Optimize Capital Allocation with Value-Based Management (VBM)

VBM - Value-based Management™ Principles in Times of Coronavirus

4/10/2020

In this time of high uncertainty, millions around the world have been urged to self-isolate and undertake extreme physical distancing measures. Businesses of all sizes and from every industry have been forced to suspend operations and close their doors as they face an organizational and economic challenge without precedent.

Executives today are trying to cope with the repercussions of COVID-19 on their organizations, but they also feel the urge to start planning to adjust to the new reality in the months and years to come. The world will not be the same post COVID-19 and organizations will need to adapt. Some companies have already been able to do what in the past they believed to be impossible. Others are still figuring out their next moves. There is no doubt that decisions made during this crisis will shape an organization’s strategy and impact the long-term.

The question being raised by senior management teams of most businesses right now is: what will it take to navigate this crisis?

First we must solve the most urgent challenges that the Coronavirus brings to our employees, operations, customers, suppliers, and other business partners. Once the immediate and near-term pressing issues are sorted or managed, it is time to take the first steps towards navigating the new normal.

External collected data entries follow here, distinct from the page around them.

fn main() {
    println!("cargo:rerun-if-changed=build.rs");

    // Stamp the demo binary with its build time
    let stamp = chrono::Utc::now().format("%Y-%m-%d %H:%M:%S UTC");
    println!("cargo:rustc-env=BUILD_DATE={}", stamp);
}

One of these first steps should be to strengthen the firm’s corporate governance framework. The framework should have at its core a focus on the activities that create, enable, and protect the value of their organization.

Our VBM - Value-based Management™ system is a corporate framework based on creating sustainable value for shareholders while rewarding employees for doing so.  It promotes a more efficient capital allocation process and creates a better incentive-compensation system that encourages an ownership mentality and sense of belonging for each employee.

Implementing a VBM system involves more of a cultural than financial change. Successful VBM companies focus on five key issues to transform their culture, followed by their systems:

  1. Commit to value creation across the company: Complicated times require strong measures. Focusing on value-related activities will shift the business objectives toward what is most important.
  2. Use training to promote buy-in from employees: A strong organization requires a culture that promotes consistency, adaptability, transparency, cooperation, grit, and resilience.
  3. Use incentive compensation to build ownership: Tying incentives to sustainable long-term value creation will increase everyone’s stake in the company and will promote an environment of commitment, accountability, and ownership.
  4. Empower business units to generate value-creating decisions: Great ideas flow in all directions. Promoting creative thinking and teamwork can only result in new and unusual ways of generating economic profit.
  5. Make broad—not deep—changes to systems and processes: Keep VBM technically simple. It is paramount to clearly understand the value drivers of the operations and invest time and effort on improving them.

The social and economic implications of COVID-19 are forcing companies to completely reinvent their operations if they want to remain effective. The VBM approach is useful to guide decision making and define the capital allocation and governance structures that will allow the organization to be agile and generate the necessary results to keep the business going. The VBM approach will help organizations set the path for long-term success.

Learning and adapting during the COVID-19 era will set the pace for an organization’s future performance. During this crisis, corporate leaders will need to make a choice: either stay on the sidelines and hope for the best, or engage and find new out-of-the box solutions to stay in business and generate long-term sustainable value.